Il est à table un ennemi insidieux, un serpent soporifique et sournois qui vous débine l’appétit en moins de deux, une véritable chausse-trappe à enthousiasme. Cet implacable fossoyeur du bonheur de manger, c’est l’ennui. Le ronron des assiettes à l’identique, le bâillement des ardoises homothétiques, la tristesse du millième steak de thon ou du centième parmentier de canard. L’ennui, c’est la tristesse assassinant le désir. Les pieds qui traînent pour passer la commande, le regard dans le vague au moment du coup de fourchette, l’esprit qui file en goguette dès la première bouchée.
Aussi quand on met la main sur une table du tout-venant qui vous étonne, écarquille vos yeux et secoue sauvagement vos papilles, on est prêt à beaucoup lui pardonner. Surtout lorsqu’elle se trouve en plein cœur de Paris et aligne son feu d’artifice pour moins de 30 euros.
Cette table, à la fois surprenante et ludique, c’est Monjul.
Direction donc les abords du Marais, près de la rue des Archives, ses pierres apparentes, ses plafonds aux poutres gondolées, ses boutiques ultra-fashion, ses couleurs pastel et sa touche parisienne, mixée homo-cosmo. Une mini-devanture, un resto tout en longueur mais éclairci d’une large verrière zénithale, un décor parfois un peu trop chichiteux (le rideau de l’entrée, la boule à facettes, les petites bulles en suspension…), mais clair et calme, donnant dans le charme épuré et courbe du design scandinave, avec toutefois un petit parfum de bonbonnière pop pas désagréable. Mais ce n’est pas là l’intérêt principal de l’endroit.
Car ici, c’est l’assiette qui fait l’attraction. Et comment ! Ouvrons la carte : « Laitière de foie gras au potiron », « Déconstruction de légumes façon terrine », « Saumon aux épices kebab, patate frite, oignons confits à la grenadine », « Tagine d’agneau, carotte au lait d’amande et spaghetti de courgette », « Crunch 27 », « Mirliton au litchi », forcément, là, ça intrigue.

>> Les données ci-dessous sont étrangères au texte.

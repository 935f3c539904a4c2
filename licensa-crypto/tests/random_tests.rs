use licensa_crypto::{CharacterSets, CryptoError, new_key_from_alphabet, new_string_key};
use std::collections::HashSet;

#[test]
fn numeric_uppercase_key_uses_only_those_ranges() {
    let key = new_string_key(16, CharacterSets::NUMERIC | CharacterSets::UPPERCASE).unwrap();
    assert_eq!(key.chars().count(), 16);
    assert!(key.chars().all(|c| c.is_ascii_digit() || c.is_ascii_uppercase()));
}

#[test]
fn each_flag_contributes_its_range() {
    assert_eq!(CharacterSets::NUMERIC.alphabet().len(), 10);
    assert_eq!(CharacterSets::LOWERCASE.alphabet().len(), 26);
    assert_eq!(CharacterSets::UPPERCASE.alphabet().len(), 26);
    assert_eq!(CharacterSets::PUNCTUATION.alphabet().len(), 28);
    assert_eq!(CharacterSets::all().alphabet().len(), 90);
}

#[test]
fn punctuation_key_stays_in_range() {
    let key = new_string_key(64, CharacterSets::PUNCTUATION).unwrap();
    assert!(CharacterSets::PUNCTUATION.admits(&key));
    assert!(!key.chars().any(|c| c.is_ascii_alphanumeric()));
}

#[test]
fn empty_character_set_is_rejected() {
    let result = new_string_key(8, CharacterSets::empty());
    assert!(matches!(result, Err(CryptoError::InvalidArgument(_))));
}

#[test]
fn explicit_alphabet() {
    let key = new_key_from_alphabet(32, &['x', 'y']).unwrap();
    assert!(key.chars().all(|c| c == 'x' || c == 'y'));

    let result = new_key_from_alphabet(4, &[]);
    assert!(matches!(result, Err(CryptoError::InvalidArgument(_))));
}

#[test]
fn zero_length_key_is_empty() {
    assert_eq!(new_string_key(0, CharacterSets::NUMERIC).unwrap(), "");
}

#[test]
fn keys_cover_the_alphabet() {
    let key = new_string_key(2000, CharacterSets::NUMERIC).unwrap();
    let seen: HashSet<char> = key.chars().collect();
    assert_eq!(seen.len(), 10);
}

#[test]
fn admits_rejects_foreign_characters() {
    assert!(CharacterSets::LOWERCASE.admits("abc"));
    assert!(!CharacterSets::LOWERCASE.admits("abC"));
    assert!(!CharacterSets::NUMERIC.admits("12 3"));
}

#[test]
fn character_sets_serde_roundtrip() {
    let sets = CharacterSets::NUMERIC | CharacterSets::UPPERCASE;
    let json = serde_json::to_string(&sets).unwrap();
    let parsed: CharacterSets = serde_json::from_str(&json).unwrap();
    assert_eq!(parsed, sets);
}
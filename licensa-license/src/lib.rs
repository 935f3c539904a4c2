//! License documents and their validation.
//!
//! This crate handles:
//! - The license document model (product key, hardware identity, user
//!   identity and time lock claims) and the requirements it is checked against
//! - Unpacking stored licenses (digest verification, password decryption)
//! - An ordered, extensible pipeline of checks producing localized failure
//!   messages
//! - Hardware fingerprint and current-user providers
//!
//! # Example
//!
//! ```no_run
//! use licensa_license::{ClaimGroup, LicenseRequirements, TextSource, ValidationPipeline};
//!
//! let requirements = LicenseRequirements::for_types(ClaimGroup::TimeLock.into());
//! let source = TextSource::new(r#"{"Time Lock": {"License Expiry": "2099-01-01T00:00:00Z"}}"#);
//! let report = ValidationPipeline::new().check_source(&source, &requirements)?;
//! assert!(report.passed());
//! # Ok::<(), licensa_license::LicenseError>(())
//! ```

mod checks;
mod device;
mod error;
mod locale;
mod model;
mod pipeline;
mod reader;
mod source;
mod user;

pub use checks::{
    CheckContext, CheckOutcome, HardwareIdentityCheck, LicenseCheck, ProductKeyCheck,
    TimeLockCheck, UserIdentityCheck,
};
pub use device::{
    HardwareFingerprintProvider, StaticHardware, SysfsHardware, UnsupportedPlatform,
    detect_platform, looks_virtual, normalize_mac, parse_cpuinfo_serials,
};
pub use error::{LicenseError, LicenseResult};
pub use locale::{EnglishLocalizer, LanguageTag, Localizer, MessageKey, format_template};
pub use model::{
    ClaimGroup, HardwareChecks, HardwareIdentity, License, LicenseRequirements, LicenseTypes,
    ProductKey, ProductKeyFormat, TimeLock, UserIdentity,
};
pub use pipeline::{ValidationPipeline, ValidationReport};
pub use reader::{EncodedLicense, LicenseReader, license_digest};
pub use source::{FileSource, LicenseSource, TextSource};
pub use user::{CurrentUser, StaticUser, UserEnvironment};
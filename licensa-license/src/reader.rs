//! Packaging of license documents.
//!
//! A stored license is JSON, optionally password-encrypted into base64 text,
//! and optionally published with a SHA-256 digest of the stored text. The
//! requirements' `is_encrypted` and `is_hashed` flags say which layers to
//! expect.

use crate::error::{LicenseError, LicenseResult};
use crate::model::{License, LicenseRequirements};
use crate::source::LicenseSource;
use licensa_crypto::{AuthenticatedCipher, constant_time_eq};
use sha2::{Digest, Sha256};
use std::fmt;
use tracing::debug;

/// A license ready to be stored: the text and, for hashed licenses, its digest.
#[derive(Debug, Clone, PartialEq, Eq)]
pub struct EncodedLicense {
    pub text: String,
    pub digest: Option<String>,
}

/// Reads and writes packaged licenses.
#[derive(Clone, Default)]
pub struct LicenseReader {
    cipher: AuthenticatedCipher,
    password: Option<String>,
}

impl fmt::Debug for LicenseReader {
    fn fmt(&self, f: &mut fmt::Formatter<'_>) -> fmt::Result {
        f.debug_struct("LicenseReader")
            .field("cipher", &self.cipher)
            .field("password", &self.password.as_ref().map(|_| "<redacted>"))
            .finish()
    }
}

impl LicenseReader {
    /// Reader using the process-wide encryption settings and no password.
    #[must_use]
    pub fn new() -> Self {
        Self::default()
    }

    /// Uses `cipher` for encrypted licenses.
    #[must_use]
    pub fn with_cipher(mut self, cipher: AuthenticatedCipher) -> Self {
        self.cipher = cipher;
        self
    }

    /// Sets the password for encrypted licenses.
    #[must_use]
    pub fn with_password(mut self, password: impl Into<String>) -> Self {
        self.password = Some(password.into());
        self
    }

    /// Unpacks license text into a [`License`].
    ///
    /// # Errors
    ///
    /// * [`LicenseError::InvalidArgument`] for blank text, or when a required
    ///   digest or password is missing.
    /// * [`LicenseError::IntegrityMismatch`] if the digest does not match.
    /// * [`LicenseError::Crypto`] if decryption fails.
    /// * [`LicenseError::Serialization`] for malformed JSON.
    pub fn read(
        &self,
        text: &str,
        digest: Option<&str>,
        requirements: &LicenseRequirements,
    ) -> LicenseResult<License> {
        let text = text.trim();
        if text.is_empty() {
            return Err(LicenseError::InvalidArgument(
                "must provide license to check".to_string(),
            ));
        }

        if requirements.is_hashed {
            let expected = digest.map(str::trim).filter(|d| !d.is_empty()).ok_or_else(|| {
                LicenseError::InvalidArgument("hashed license requires a digest".to_string())
            })?;
            let actual = license_digest(text);
            if !constant_time_eq(actual.as_bytes(), expected.to_ascii_lowercase().as_bytes()) {
                return Err(LicenseError::IntegrityMismatch);
            }
        }

        if requirements.is_encrypted {
            let json = self
                .cipher
                .decrypt_string_with_password(text, self.password()?)?;
            debug!(bytes = json.len(), "decrypted license");
            return License::from_json(&json);
        }

        License::from_json(text)
    }

    /// Reads the license and its digest from `source`, then unpacks it.
    ///
    /// # Errors
    ///
    /// Any error from the source or from [`Self::read`].
    pub fn read_source(
        &self,
        source: &dyn LicenseSource,
        requirements: &LicenseRequirements,
    ) -> LicenseResult<License> {
        let text = source.read_license()?;
        let digest = if requirements.is_hashed {
            source.read_digest()?
        } else {
            None
        };
        self.read(&text, digest.as_deref(), requirements)
    }

    /// Packages `license` for storage, the inverse of [`Self::read`].
    ///
    /// # Errors
    ///
    /// * [`LicenseError::InvalidArgument`] if encryption is required and no
    ///   password is set.
    /// * [`LicenseError::Crypto`] if encryption fails.
    pub fn write(
        &self,
        license: &License,
        requirements: &LicenseRequirements,
    ) -> LicenseResult<EncodedLicense> {
        let json = license.to_json()?;
        let text = if requirements.is_encrypted {
            self.cipher
                .encrypt_string_with_password(&json, self.password()?)?
        } else {
            json
        };
        let digest = requirements.is_hashed.then(|| license_digest(&text));
        Ok(EncodedLicense { text, digest })
    }

    fn password(&self) -> LicenseResult<&str> {
        self.password.as_deref().ok_or_else(|| {
            LicenseError::InvalidArgument("encrypted license requires a password".to_string())
        })
    }
}

/// Lowercase hex SHA-256 of the stored license text, ignoring surrounding
/// whitespace.
#[must_use]
pub fn license_digest(text: &str) -> String {
    hex::encode(Sha256::digest(text.trim().as_bytes()))
}
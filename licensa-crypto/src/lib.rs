//! Authenticated symmetric encryption for license payloads.
//!
//! This crate provides:
//! - AES-CBC encryption authenticated with HMAC-SHA-256 (encrypt-then-MAC)
//! - Password mode, deriving independent cipher and authentication keys
//!   with PBKDF2 from two random salts carried in the message
//! - Secure random key and product-key generation
//! - Process-wide [`EncryptionSettings`] with per-call snapshots
//!
//! # Message format
//!
//! `[associated data][IV][ciphertext][HMAC tag]`, where password-mode
//! messages use `cipher_salt || auth_salt` as associated data. The format is
//! meant for short in-memory payloads, not streamed data.

mod cipher;
mod error;
mod key;
mod random;
mod settings;

pub use cipher::{
    AuthenticatedCipher, TAG_SIZE, constant_time_eq, decrypt_string, decrypt_symmetric,
    decrypt_symmetric_with_keys, encrypt_string, encrypt_symmetric, encrypt_symmetric_with_keys,
};
pub use error::{CryptoError, CryptoResult};
pub use key::{KeyMaterial, Salt, SymmetricKey, derive_key};
pub use random::{CharacterSets, new_key, new_key_from_alphabet, new_key_with, new_string_key};
pub use settings::{EncryptionSettings, KdfHash, reset_settings, set_settings, settings};
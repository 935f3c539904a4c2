//! Encryption settings.
//!
//! A process-wide [`EncryptionSettings`] value is configured once at startup
//! and read as an immutable snapshot by every operation that does not receive
//! explicit settings.

use crate::error::{CryptoError, CryptoResult};
use serde::{Deserialize, Serialize};
use std::sync::{LazyLock, PoisonError, RwLock};

/// Pseudorandom function used inside PBKDF2.
#[derive(Debug, Clone, Copy, Default, PartialEq, Eq, Hash, Serialize, Deserialize)]
#[serde(rename_all = "kebab-case")]
pub enum KdfHash {
    /// HMAC-SHA-256.
    #[default]
    Sha256,
    /// HMAC-SHA-1, for documents written by legacy issuers.
    Sha1,
}

/// Sizes and work factors used by the cipher and key derivation.
///
/// All sizes are expressed in bits, matching how they are usually quoted.
#[derive(Debug, Clone, PartialEq, Eq, Serialize, Deserialize)]
#[serde(default)]
pub struct EncryptionSettings {
    /// AES key size in bits (128, 192 or 256).
    pub aes_key_size: usize,
    /// AES block size in bits. Only 128 is valid for AES.
    pub aes_block_size: usize,
    /// Size of each PBKDF2 salt in bits.
    pub salt_size: usize,
    /// PBKDF2 iteration count.
    pub key_derivation_iterations: u32,
    /// Minimum password length in characters.
    pub min_password_length: usize,
    /// PBKDF2 pseudorandom function.
    pub kdf_hash: KdfHash,
}

impl Default for EncryptionSettings {
    fn default() -> Self {
        Self {
            aes_key_size: 256,
            aes_block_size: 128,
            salt_size: 64,
            key_derivation_iterations: 10_000,
            min_password_length: 12,
            kdf_hash: KdfHash::Sha256,
        }
    }
}

impl EncryptionSettings {
    /// Key size in bytes.
    #[must_use]
    pub const fn aes_key_byte_size(&self) -> usize {
        self.aes_key_size / 8
    }

    /// Block size (and IV length) in bytes.
    #[must_use]
    pub const fn aes_block_byte_size(&self) -> usize {
        self.aes_block_size / 8
    }

    /// Salt size in bytes.
    #[must_use]
    pub const fn salt_byte_size(&self) -> usize {
        self.salt_size / 8
    }

    /// Checks that the settings describe a usable AES/PBKDF2 configuration.
    ///
    /// # Errors
    ///
    /// Returns [`CryptoError::InvalidArgument`] naming the offending field.
    pub fn validate(&self) -> CryptoResult<()> {
        if !matches!(self.aes_key_size, 128 | 192 | 256) {
            return Err(CryptoError::InvalidArgument(format!(
                "aes_key_size must be 128, 192 or 256 bits, got {}",
                self.aes_key_size
            )));
        }
        if self.aes_block_size != 128 {
            return Err(CryptoError::InvalidArgument(format!(
                "aes_block_size must be 128 bits, got {}",
                self.aes_block_size
            )));
        }
        if self.salt_size < 64 || self.salt_size % 8 != 0 {
            return Err(CryptoError::InvalidArgument(format!(
                "salt_size must be a whole number of bytes and at least 64 bits, got {}",
                self.salt_size
            )));
        }
        if self.key_derivation_iterations == 0 {
            return Err(CryptoError::InvalidArgument(
                "key_derivation_iterations must be at least 1".to_string(),
            ));
        }
        if self.min_password_length == 0 {
            return Err(CryptoError::InvalidArgument(
                "min_password_length must be at least 1".to_string(),
            ));
        }
        Ok(())
    }
}

static GLOBAL_SETTINGS: LazyLock<RwLock<EncryptionSettings>> =
    LazyLock::new(|| RwLock::new(EncryptionSettings::default()));

/// Returns a snapshot of the process-wide settings.
#[must_use]
pub fn settings() -> EncryptionSettings {
    GLOBAL_SETTINGS
        .read()
        .unwrap_or_else(PoisonError::into_inner)
        .clone()
}

/// Replaces the process-wide settings.
///
/// Operations already running keep the snapshot they started with.
///
/// # Errors
///
/// Returns an error if `new_settings` fails [`EncryptionSettings::validate`];
/// the current settings are left untouched in that case.
pub fn set_settings(new_settings: EncryptionSettings) -> CryptoResult<()> {
    new_settings.validate()?;
    *GLOBAL_SETTINGS
        .write()
        .unwrap_or_else(PoisonError::into_inner) = new_settings;
    tracing::debug!("process-wide encryption settings replaced");
    Ok(())
}

/// Restores the process-wide settings to their defaults.
pub fn reset_settings() {
    *GLOBAL_SETTINGS
        .write()
        .unwrap_or_else(PoisonError::into_inner) = EncryptionSettings::default();
}
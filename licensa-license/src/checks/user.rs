use super::{CheckContext, CheckOutcome, LicenseCheck, present};
use crate::locale::MessageKey;
use crate::model::{ClaimGroup, License, LicenseRequirements};
use crate::user::UserEnvironment;
use std::sync::Arc;

/// Compares the license's user claims with the current user.
///
/// Only fields the license fills in are compared. Username, domain and
/// email address compare case-insensitively; the home folder compares
/// exactly.
pub struct UserIdentityCheck {
    user: Arc<dyn UserEnvironment>,
}

impl UserIdentityCheck {
    #[must_use]
    pub fn new(user: Arc<dyn UserEnvironment>) -> Self {
        Self { user }
    }
}

impl LicenseCheck for UserIdentityCheck {
    fn name(&self) -> &str {
        ClaimGroup::UserIdentity.display_name()
    }

    fn is_required(&self, requirements: &LicenseRequirements) -> bool {
        requirements.license_type.requires(ClaimGroup::UserIdentity)
    }

    fn evaluate(&self, license: &License, context: &CheckContext<'_>) -> CheckOutcome {
        let claims = &license.user_identity;
        let fields = [
            (
                present(claims.username.as_ref()),
                self.user.username(),
                MessageKey::UserUsername,
                false,
            ),
            (
                present(claims.domain.as_ref()),
                self.user.domain(),
                MessageKey::UserDomain,
                false,
            ),
            (
                present(claims.email_address.as_ref()),
                self.user.email_address(),
                MessageKey::UserEmailAddress,
                false,
            ),
            (
                present(claims.home_folder.as_ref()),
                self.user.home_folder(),
                MessageKey::UserHomeFolder,
                true,
            ),
        ];

        if fields.iter().all(|(claim, ..)| claim.is_none()) {
            return context.fail_with(MessageKey::FailedUserIdentity, &[MessageKey::UserNoClaims]);
        }

        let reasons: Vec<MessageKey> = fields
            .iter()
            .filter_map(|(claim, actual, key, exact)| {
                let expected = (*claim)?;
                let actual = actual.trim();
                let matches = if *exact {
                    expected == actual
                } else {
                    expected.eq_ignore_ascii_case(actual)
                };
                (!matches).then_some(*key)
            })
            .collect();

        context.fail_with(MessageKey::FailedUserIdentity, &reasons)
    }
}
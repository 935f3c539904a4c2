//! Error types for the encryption layer.

use thiserror::Error;

/// Result type for crypto operations.
pub type CryptoResult<T> = Result<T, CryptoError>;

/// Errors that can occur in cryptographic operations.
///
/// Tag mismatches and padding corruption both surface as
/// [`CryptoError::AuthenticationFailed`]; callers cannot tell them apart.
#[derive(Debug, Error)]
pub enum CryptoError {
    /// Malformed or missing input (short password, empty plaintext, truncated message).
    #[error("invalid argument: {0}")]
    InvalidArgument(String),

    /// Key byte length does not match the configured key size.
    #[error("invalid key size: expected {expected} bytes, got {actual}")]
    InvalidKeySize { expected: usize, actual: usize },

    /// The message failed authentication (wrong key or tampered data).
    #[error("authentication failed (wrong key or tampered data)")]
    AuthenticationFailed,
}
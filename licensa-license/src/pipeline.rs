//! Ordered license validation.

use crate::checks::{
    CheckContext, CheckOutcome, HardwareIdentityCheck, LicenseCheck, ProductKeyCheck,
    TimeLockCheck, UserIdentityCheck,
};
use crate::device::{HardwareFingerprintProvider, detect_platform};
use crate::error::{LicenseError, LicenseResult};
use crate::locale::{EnglishLocalizer, LanguageTag, Localizer};
use crate::model::{License, LicenseRequirements};
use crate::reader::LicenseReader;
use crate::source::LicenseSource;
use crate::user::{CurrentUser, UserEnvironment};
use chrono::{DateTime, Utc};
use std::sync::Arc;
use tracing::{debug, info, warn};

/// Outcome of one validation run.
#[derive(Debug, Clone, Default, PartialEq, Eq)]
pub struct ValidationReport {
    messages: Vec<String>,
}

impl ValidationReport {
    /// True when no check failed.
    #[must_use]
    pub fn passed(&self) -> bool {
        self.messages.is_empty()
    }

    /// Failure messages in check order, one per failing check.
    #[must_use]
    pub fn messages(&self) -> &[String] {
        &self.messages
    }

    #[must_use]
    pub fn into_messages(self) -> Vec<String> {
        self.messages
    }

    /// `Ok(())` on pass, otherwise the failure messages.
    ///
    /// # Errors
    ///
    /// Returns the messages when at least one check failed.
    pub fn into_result(self) -> Result<(), Vec<String>> {
        if self.messages.is_empty() {
            Ok(())
        } else {
            Err(self.messages)
        }
    }
}

/// Runs an ordered list of checks against a license.
///
/// Starts with the built-in checks in the order product key, hardware
/// identity, user identity, time lock. Further checks are appended with
/// [`Self::add_check`] and run after them. Every run collects its messages
/// into a fresh report, so one pipeline may serve concurrent callers.
pub struct ValidationPipeline {
    checks: Vec<Box<dyn LicenseCheck>>,
    localizer: Arc<dyn Localizer>,
    language: LanguageTag,
    reader: LicenseReader,
}

impl Default for ValidationPipeline {
    fn default() -> Self {
        Self::new()
    }
}

impl ValidationPipeline {
    /// Pipeline reading this machine's hardware and the current user.
    #[must_use]
    pub fn new() -> Self {
        Self::with_providers(detect_platform(), Arc::new(CurrentUser))
    }

    /// Pipeline using the given hardware and user providers.
    #[must_use]
    pub fn with_providers(
        hardware: Arc<dyn HardwareFingerprintProvider>,
        user: Arc<dyn UserEnvironment>,
    ) -> Self {
        Self {
            checks: vec![
                Box::new(ProductKeyCheck),
                Box::new(HardwareIdentityCheck::new(hardware)),
                Box::new(UserIdentityCheck::new(user)),
                Box::new(TimeLockCheck),
            ],
            localizer: Arc::new(EnglishLocalizer),
            language: LanguageTag::english(),
            reader: LicenseReader::new(),
        }
    }

    /// Uses `localizer` with `language` as the default for every run.
    ///
    /// # Errors
    ///
    /// Returns [`LicenseError::UnsupportedLocale`] if `language` is malformed
    /// or the localizer has no table for it.
    pub fn with_localizer(
        mut self,
        localizer: Arc<dyn Localizer>,
        language: &str,
    ) -> LicenseResult<Self> {
        let language = LanguageTag::parse(language)?;
        if !localizer.supports(&language) {
            return Err(LicenseError::UnsupportedLocale(language.to_string()));
        }
        self.localizer = localizer;
        self.language = language;
        Ok(self)
    }

    /// Uses `reader` to unpack license text.
    #[must_use]
    pub fn with_reader(mut self, reader: LicenseReader) -> Self {
        self.reader = reader;
        self
    }

    /// Appends a check after the existing ones.
    pub fn add_check(&mut self, check: impl LicenseCheck + 'static) {
        self.checks.push(Box::new(check));
    }

    /// Names of the registered checks, in run order.
    #[must_use]
    pub fn checks(&self) -> Vec<&str> {
        self.checks.iter().map(|check| check.name()).collect()
    }

    /// Validates `license` in the default language.
    #[must_use]
    pub fn run(&self, license: &License, requirements: &LicenseRequirements) -> ValidationReport {
        self.evaluate(license, requirements, &self.language, Utc::now())
    }

    /// Validates `license` as if the current time were `now`.
    #[must_use]
    pub fn run_at(
        &self,
        license: &License,
        requirements: &LicenseRequirements,
        now: DateTime<Utc>,
    ) -> ValidationReport {
        self.evaluate(license, requirements, &self.language, now)
    }

    /// Validates `license` with messages in `language`.
    ///
    /// # Errors
    ///
    /// Returns [`LicenseError::UnsupportedLocale`] if `language` is malformed
    /// or unsupported by the localizer.
    pub fn run_localized(
        &self,
        license: &License,
        requirements: &LicenseRequirements,
        language: &str,
    ) -> LicenseResult<ValidationReport> {
        let language = LanguageTag::parse(language)?;
        if !self.localizer.supports(&language) {
            return Err(LicenseError::UnsupportedLocale(language.to_string()));
        }
        Ok(self.evaluate(license, requirements, &language, Utc::now()))
    }

    /// Unpacks license text with the pipeline's reader, then validates it.
    ///
    /// `digest` is the published SHA-256 of `text`; it is only consulted,
    /// and then required, when `requirements.is_hashed` is set.
    ///
    /// # Errors
    ///
    /// Any error from [`LicenseReader::read`]. Failed checks are not errors.
    pub fn run_text(
        &self,
        text: &str,
        digest: Option<&str>,
        requirements: &LicenseRequirements,
    ) -> LicenseResult<ValidationReport> {
        let license = self.reader.read(text, digest, requirements)?;
        Ok(self.run(&license, requirements))
    }

    /// Reads a license from `source`, then validates it.
    ///
    /// # Errors
    ///
    /// Any error from the source or from [`LicenseReader::read_source`].
    pub fn check_source(
        &self,
        source: &dyn LicenseSource,
        requirements: &LicenseRequirements,
    ) -> LicenseResult<ValidationReport> {
        let license = self.reader.read_source(source, requirements)?;
        Ok(self.run(&license, requirements))
    }

    fn evaluate(
        &self,
        license: &License,
        requirements: &LicenseRequirements,
        language: &LanguageTag,
        now: DateTime<Utc>,
    ) -> ValidationReport {
        let context = CheckContext::new(requirements, self.localizer.as_ref(), language, now);
        let mut messages = Vec::new();

        debug!(checks = self.checks.len(), "validating license");
        for check in &self.checks {
            if !check.is_required(requirements) {
                continue;
            }
            if let CheckOutcome::Fail(message) = check.evaluate(license, &context) {
                warn!(check = check.name(), "license check failed");
                messages.push(message);
            }
        }

        info!(
            checks = self.checks.len(),
            failed = messages.len(),
            "license validation finished"
        );
        ValidationReport { messages }
    }
}
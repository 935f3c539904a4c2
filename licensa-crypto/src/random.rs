//! Cryptographically secure key and product-key generation.

use crate::error::{CryptoError, CryptoResult};
use crate::key::SymmetricKey;
use crate::settings::{self, EncryptionSettings};
use bitflags::bitflags;
use rand::RngCore;
use serde::{Deserialize, Serialize};

const NUMERIC: &str = "0123456789";
const LOWERCASE: &str = "abcdefghijklmnopqrstuvwxyz";
const UPPERCASE: &str = "ABCDEFGHIJKLMNOPQRSTUVWXYZ";
const PUNCTUATION: &str = "`~!@#$%^&*()_-=+[]{}|;:,.<>?";

bitflags! {
    /// Character ranges that string keys may draw from.
    #[derive(Debug, Clone, Copy, PartialEq, Eq, Hash, Serialize, Deserialize)]
    #[serde(transparent)]
    pub struct CharacterSets: u8 {
        /// `0-9`
        const NUMERIC = 0b0000_0001;
        /// `a-z`
        const LOWERCASE = 0b0000_0010;
        /// `A-Z`
        const UPPERCASE = 0b0000_0100;
        /// ``"`~!@#$%^&*()_-=+[]{}|;:,.<>?"``
        const PUNCTUATION = 0b0000_1000;
    }
}

impl CharacterSets {
    /// Returns the union of the selected ranges, in flag order.
    #[must_use]
    pub fn alphabet(self) -> Vec<char> {
        let mut alphabet = Vec::new();
        for (flag, chars) in [
            (Self::NUMERIC, NUMERIC),
            (Self::LOWERCASE, LOWERCASE),
            (Self::UPPERCASE, UPPERCASE),
            (Self::PUNCTUATION, PUNCTUATION),
        ] {
            if self.contains(flag) {
                alphabet.extend(chars.chars());
            }
        }
        alphabet
    }

    /// Returns true if every character of `text` belongs to the selected ranges.
    #[must_use]
    pub fn admits(self, text: &str) -> bool {
        let alphabet = self.alphabet();
        text.chars().all(|c| alphabet.contains(&c))
    }
}

/// Generates a random key sized for the process-wide settings.
#[must_use]
pub fn new_key() -> SymmetricKey {
    new_key_with(&settings::settings())
}

/// Generates a random key of `settings.aes_key_byte_size()` bytes.
#[must_use]
pub fn new_key_with(settings: &EncryptionSettings) -> SymmetricKey {
    let mut bytes = vec![0u8; settings.aes_key_byte_size()];
    rand::rngs::OsRng.fill_bytes(&mut bytes);
    SymmetricKey::from_bytes(bytes)
}

/// Generates a random string of `length` characters drawn from `character_sets`.
///
/// # Errors
///
/// Fails with [`CryptoError::InvalidArgument`] if no character set is selected.
pub fn new_string_key(length: usize, character_sets: CharacterSets) -> CryptoResult<String> {
    new_key_from_alphabet(length, &character_sets.alphabet())
}

/// Generates a random string of `length` characters drawn from `alphabet`.
///
/// Each position takes a fresh 32-bit value from the OS source reduced modulo
/// the alphabet size. For alphabets of a few dozen characters the resulting
/// bias is below one part in 10^7 per draw and is accepted.
///
/// # Errors
///
/// Fails with [`CryptoError::InvalidArgument`] if `alphabet` is empty.
pub fn new_key_from_alphabet(length: usize, alphabet: &[char]) -> CryptoResult<String> {
    if alphabet.is_empty() {
        return Err(CryptoError::InvalidArgument(
            "at least one character must be available for key generation".to_string(),
        ));
    }

    let mut rng = rand::rngs::OsRng;
    let size = alphabet.len() as u64;
    let key = (0..length)
        .map(|_| {
            let index = u64::from(rng.next_u32()) % size;
            alphabet[index as usize]
        })
        .collect();

    Ok(key)
}
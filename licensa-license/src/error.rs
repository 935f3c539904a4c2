//! Error types for the licensing module.
//!
//! Failed license checks are not errors: they are reported as messages in a
//! [`crate::ValidationReport`]. Errors are reserved for unusable input.

use licensa_crypto::CryptoError;
use thiserror::Error;

/// Licensing-specific errors.
#[derive(Debug, Error)]
pub enum LicenseError {
    /// Malformed or missing input (blank license text, missing license file,
    /// missing password or digest).
    #[error("invalid argument: {0}")]
    InvalidArgument(String),

    /// The requested language tag is malformed or has no message table.
    #[error("unsupported locale: {0}")]
    UnsupportedLocale(String),

    /// The license text does not match its published digest.
    #[error("license digest does not match license text")]
    IntegrityMismatch,

    /// Decryption or key handling failed.
    #[error("crypto error: {0}")]
    Crypto(#[from] CryptoError),

    /// Serialization error.
    #[error("serialization error: {0}")]
    Serialization(#[from] serde_json::Error),

    /// Reading a license source failed.
    #[error("io error: {0}")]
    Io(#[from] std::io::Error),
}

/// Result type for license operations.
pub type LicenseResult<T> = Result<T, LicenseError>;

Alors on appelle et on se fait décrypter les intitulés sibyllins en se disant que tout de même, une carte ça devrait pouvoir se lire sans décodeur... On fait notre choix finalement un peu au doigt mouillé dans le menu à 29 € (qui se révèlera une aubaine, oui, oui, je vous dévoile déjà la fin !) et on se laisse embarquer pour l’inconnu.
Pour tromper l’attente, un amuse-bouche en préambule, « Raviole de saumon, écume de pamplemousse ». Raviole, le terme est trompeur car on se retrouve nez-à-nez avec un dim-sum cuit à la vapeur (un ravioli chinois quoi) au saumon bien sûr, que caresse la fraîcheur de quelques feuilles d’épinard et que bouscule ensuite de son goût pimenté un trait de mangue très épicée. C’est agréable, fin et subtil, avec cette petite touche d’acidité de l’agrume, légère comme un nuage. Le genre d’entrée en matière qui vous assoit confortablement dans le fauteuil de la bienveillance.
Puis on nous apporte l’entrée, un « Consommé de volaille laquée, coco à votre goût » au nom bien mystérieux. Et effectivement, c’est surprenant ! Par les proportions tout d’abord, pour une entrée, elle est plus que conséquente. On trouve ainsi sur une assiette aux dimensions respectables : un petit pot de lait de coco épicé froid, un consommé chaud au gingembre et à la citronnelle parsemé de coriandre et cébette, du gingembre cru, mariné et rapé, une mini brochette de poulet caramélisé et une petite tuile à la cacahuète ! Par la construction du plat ensuite. Je suis perdu devant tous ces éléments, alors on m’explique comment cela se mange : on dose soi-même le lait de coco dans le consommé, on mange la brochette avec les doigts, bref, on joue au meccano culinaire. D’accord c’est ludique mais dans l’ensemble, tout n’est pas à la hauteur, le poulet est trop cuit et un peu sec quand on le rêverait moelleux, la tuile est inutile et n’apporte pas de saveur dissonante ou en surlignage, le consommé en revanche est délicieux, adouci d’un trait de coco blanc, il est chaud et réconfortant comme un édredon de campagne, subtilement parfumé de citronnelle. Un sentiment de manque de cohérence tout de même.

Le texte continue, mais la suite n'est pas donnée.